Review denied and order enforced by published opinion. Judge HALL wrote the opinion, in which Senior Judge PHILLIPS joined. Judge NIEMEYER wrote a dissenting opinion.
OPINION
PER CURIAM:Beverly Enterprises, Virginia, Inc., petitions for review of an order of the National Labqr Relations Board (NLRB) finding that it violated the National Labor Relations Act1 by refusing to bargain with a certified unit at Beverly’s Carter Hall Nursing Home iñ Dryden, Virginia. The NLRB cross-petitions for enforcement of the same order.
I.
This case is very similar to Beverly Enterprises, West Virginia, Inc. v. NLRB, 136 F.3d 353 (4th Cir.1998), which we have decided by published opinion today. It involves an affiliate of the same company, the same setting, and the same issue — whether LPN charge nurses are “supervisors.” There are a few minor differences in the facts, which we will summarize below.
The nursing home has fifty beds, divided into two wings of 32 and 18. There is no incumbent union for certified nurse assistants (CNAs) and service personnel; these employees were included in a single proposed unit with the LPN charge nurses. The proposed bargaining unit contains 40 employees, only six of whom are LPNs, and it would be represented by the United Mine Workers. The upper management of Carter Hall is small. In addition to the Administrator, there are a Director of Nursing, an Assistant Director of Nursing, an RN supervisor who works day shift on weekends, and heads of non-nursing departments. LPNs are the senior caregivers present two-thirds of the time.
The CNAs are instructed to look to the LPN charge nurse (one per shift) for supervision. The LPN can request — but not require — CNAs to work overtime or to come in for someone who is absent. The LPN has discretion to pick whatever CNA she wishes, and she does not have to ask permission from an RN before calling someone to come in.
Work schedules and assigments are set by the Director or Assistant Director of Nursing, but the LPNs can decide who takes lunch when, and the like. LPNs can “write up” CNAs for misconduct, but they have very rarely done so. Any discipline resulting from such a “write up” is the decision of upper management. Performance evalua*363tions for CNAs are prepared by the Director and Assistant Director after consultation with the LPNs.

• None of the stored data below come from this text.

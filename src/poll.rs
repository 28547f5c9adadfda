use std::future::Future;
use std::time::Duration;

/// Linear readiness retry: run `probe` up to `max_attempts` times with a
/// fixed `delay` between attempts. Returns `true` on the first successful
/// probe without scheduling further attempts, `false` once the cap is
/// exhausted. The probe receives the 1-based attempt number so callers
/// can log progress.
pub async fn wait_until_ready<F, Fut>(max_attempts: u32, delay: Duration, mut probe: F) -> bool
where
    F: FnMut(u32) -> Fut,
    Fut: Future<Output = bool>,
{
    for attempt in 1..=max_attempts {
        if probe(attempt).await {
            return true;
        }
        if attempt < max_attempts {
            tokio::time::sleep(delay).await;
        }
    }
    false
}
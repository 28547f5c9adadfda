use crate::config::Config;
use crate::logging;
use crate::runner::Cmd;
use anyhow::{anyhow, Result};
use serde::Deserialize;
use std::path::PathBuf;

/// Which flavor of the compose CLI answered the version probe.
#[derive(Debug, Clone, Copy, PartialEq, Eq)]
pub enum ComposeVariant {
    /// Standalone `docker-compose` binary.
    Legacy,
    /// `docker compose` plugin subcommand.
    Plugin,
}

/// Precedence rule: the legacy binary wins when both respond, the plugin
/// is the fallback, and neither means compose is not installed.
pub fn select(legacy_ok: bool, plugin_ok: bool) -> Option<ComposeVariant> {
    if legacy_ok {
        Some(ComposeVariant::Legacy)
    } else if plugin_ok {
        Some(ComposeVariant::Plugin)
    } else {
        None
    }
}

/// Handle on the detected compose CLI, pinned to the project root so
/// every invocation sees the project's `docker-compose.yml`.
#[derive(Debug, Clone)]
pub struct Compose {
    variant: ComposeVariant,
    docker_bin: String,
    cwd: PathBuf,
}

impl Compose {
    pub async fn detect(cfg: &Config) -> Result<Self> {
        let legacy_ok = Cmd::new("docker-compose")
            .arg("--version")
            .output()
            .await
            .map(|o| o.success())
            .unwrap_or(false);
        let plugin_ok = Cmd::new(&cfg.docker_bin)
            .args(["compose", "version"])
            .output()
            .await
            .map(|o| o.success())
            .unwrap_or(false);

        let variant = select(legacy_ok, plugin_ok).ok_or_else(|| {
            anyhow!("docker compose not found; install the compose plugin or the docker-compose binary")
        })?;

        Ok(Compose {
            variant,
            docker_bin: cfg.docker_bin.clone(),
            cwd: cfg.root.clone(),
        })
    }

    pub fn variant(&self) -> ComposeVariant {
        self.variant
    }

    pub fn display(&self) -> &'static str {
        match self.variant {
            ComposeVariant::Legacy => "docker-compose",
            ComposeVariant::Plugin => "docker compose",
        }
    }

    /// Base compose invocation: `docker-compose <args>` or
    /// `docker compose <args>`, run from the project root.
    pub fn cmd<I, S>(&self, args: I) -> Cmd
    where
        I: IntoIterator<Item = S>,
        S: Into<String>,
    {
        let base = match self.variant {
            ComposeVariant::Legacy => Cmd::new("docker-compose"),
            ComposeVariant::Plugin => Cmd::new(&self.docker_bin).arg("compose"),
        };
        base.current_dir(&self.cwd).args(args)
    }

    /// `compose exec -T [-e KEY=VAL ...] <service> <args...>`. Env pairs
    /// are injected as `-e` flags so they reach the container process,
    /// not just the compose client.
    pub fn exec<I, S>(&self, service: &str, envs: &[(String, String)], args: I) -> Cmd
    where
        I: IntoIterator<Item = S>,
        S: Into<String>,
    {
        let mut full: Vec<String> = vec!["exec".to_string(), "-T".to_string()];
        for (key, value) in envs {
            full.push("-e".to_string());
            full.push(format!("{key}={value}"));
        }
        full.push(service.to_string());
        full.extend(args.into_iter().map(Into::into));
        self.cmd(full)
    }

    /// Services currently in the `running` state.
    pub async fn running_services(&self) -> Result<Vec<String>> {
        let out = self
            .cmd(["ps", "--services", "--filter", "status=running"])
            .output()
            .await?;
        Ok(out
            .stdout
            .lines()
            .map(str::trim)
            .filter(|l| !l.is_empty())
            .map(str::to_string)
            .collect())
    }

    /// Print the container status table. The plugin emits machine-readable
    /// JSON we can decode and align; the legacy binary falls back to its
    /// own plain `ps` output.
    pub async fn show_status(&self) -> Result<()> {
        if self.variant == ComposeVariant::Plugin {
            if let Ok(out) = self.cmd(["ps", "--format", "json"]).output().await {
                if out.success() {
                    let services = parse_ps_output(&out.stdout);
                    if !services.is_empty() {
                        for svc in services {
                            logging::info(format!(
                                "{:<12} {:<10} {}",
                                svc.service, svc.state, svc.status
                            ));
                        }
                        return Ok(());
                    }
                }
            }
        }
        self.cmd(["ps"]).run().await
    }
}

/// One service row from `compose ps --format json`.
#[derive(Debug, Clone, Deserialize)]
pub struct ServiceStatus {
    #[serde(rename = "Service")]
    pub service: String,
    #[serde(rename = "State")]
    pub state: String,
    #[serde(rename = "Status", default)]
    pub status: String,
}

/// Compose has emitted both a single JSON array and one object per line
/// depending on version; accept either.
pub fn parse_ps_output(raw: &str) -> Vec<ServiceStatus> {
    let trimmed = raw.trim();
    if trimmed.starts_with('[') {
        return serde_json::from_str(trimmed).unwrap_or_default();
    }
    trimmed
        .lines()
        .map(str::trim)
        .filter(|l| !l.is_empty())
        .filter_map(|l| serde_json::from_str::<ServiceStatus>(l).ok())
        .collect()
}

#[cfg(test)]
mod tests {
    use super::*;

    #[test]
    fn legacy_binary_wins_when_both_probe_ok() {
        assert_eq!(select(true, true), Some(ComposeVariant::Legacy));
        assert_eq!(select(true, false), Some(ComposeVariant::Legacy));
    }

    #[test]
    fn plugin_is_the_fallback() {
        assert_eq!(select(false, true), Some(ComposeVariant::Plugin));
    }

    #[test]
    fn neither_probe_means_not_installed() {
        assert_eq!(select(false, false), None);
    }

    #[test]
    fn ps_output_decodes_line_delimited_json() {
        let raw = r#"{"Service":"app","State":"running","Status":"Up 2 minutes"}
{"Service":"db","State":"running","Status":"Up 2 minutes (healthy)"}"#;
        let rows = parse_ps_output(raw);
        assert_eq!(rows.len(), 2);
        assert_eq!(rows[0].service, "app");
        assert_eq!(rows[1].status, "Up 2 minutes (healthy)");
    }

    #[test]
    fn ps_output_decodes_array_form() {
        let raw = r#"[{"Service":"db","State":"running","Status":"Up"}]"#;
        let rows = parse_ps_output(raw);
        assert_eq!(rows.len(), 1);
        assert_eq!(rows[0].state, "running");
    }

    #[test]
    fn ps_output_tolerates_garbage() {
        assert!(parse_ps_output("").is_empty());
        assert!(parse_ps_output("not json at all").is_empty());
    }
}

As in 96-2778, Beverly objected to including LPNs in the unit, its objection was denied,2 and the union won the election handily. Beverly refused to bargain, even as to the 34 unit members who are clearly “employees” under the Act.3 Unfair labor practice charges were brought, and the NLRB granted summary judgment against Beverly.
Beverly petitions for review; the NLRB cross-petitions for enforcement.
II.
For the reasons discussed at much greater length in No. 96-2778(L), we deny review and grant enforcement of the NLRB’s order. There is substantial support in the record for the NLRB’s findings that Carter Hall’s LPNs are primarily engaged in direct patient care, and that their limited “charge” duties are “routine” and do not require “independent judgment” as those terms are used in 29 U.S.C. § 152(11).
REVIEW DENIED; ORDER ENFORCED.
. 29 U.S.C. § 151 et seq.
. Initially, the regional director relied on the NLRB’s theory that charge nurses acted "in the interest of patients” rather than of the employer. After the Supreme Court decided NLRB v. Health Care & Retirement Corp., 511 U.S. 571, 114 S.Ct. 1778, 128 L.Ed.2d 586 (1994), which rejected this theory, the case was remanded for reconsideration. On remand, the regional director adhered to his holding that the LPNs are not "supervisors" because they lack "independent judgment" in performing allegedly supervisory tasks.
. The union won the election 33-5, so the votes of the six LPNs were not essential to the victory. The NLRB points out that, even if the LPNs are not appropriate members of the unit, Beverly has no excuse for failing to bargain over the terms and conditions of employment of the remaining personnel. Beverly counters that the participation of the "supervisors” in prounion activity may have coerced the eligible employees to cast their votes for the union. See NLRB v. Manufacturer's Packaging Co., 645 F.2d 223 (4th Cir.1981); Turner's Express, Inc. v. NLRB, 456 F.2d 289 (4th Cir.1972). Because we enforce the NLRB’s order in its entirety, we need not address these contentions.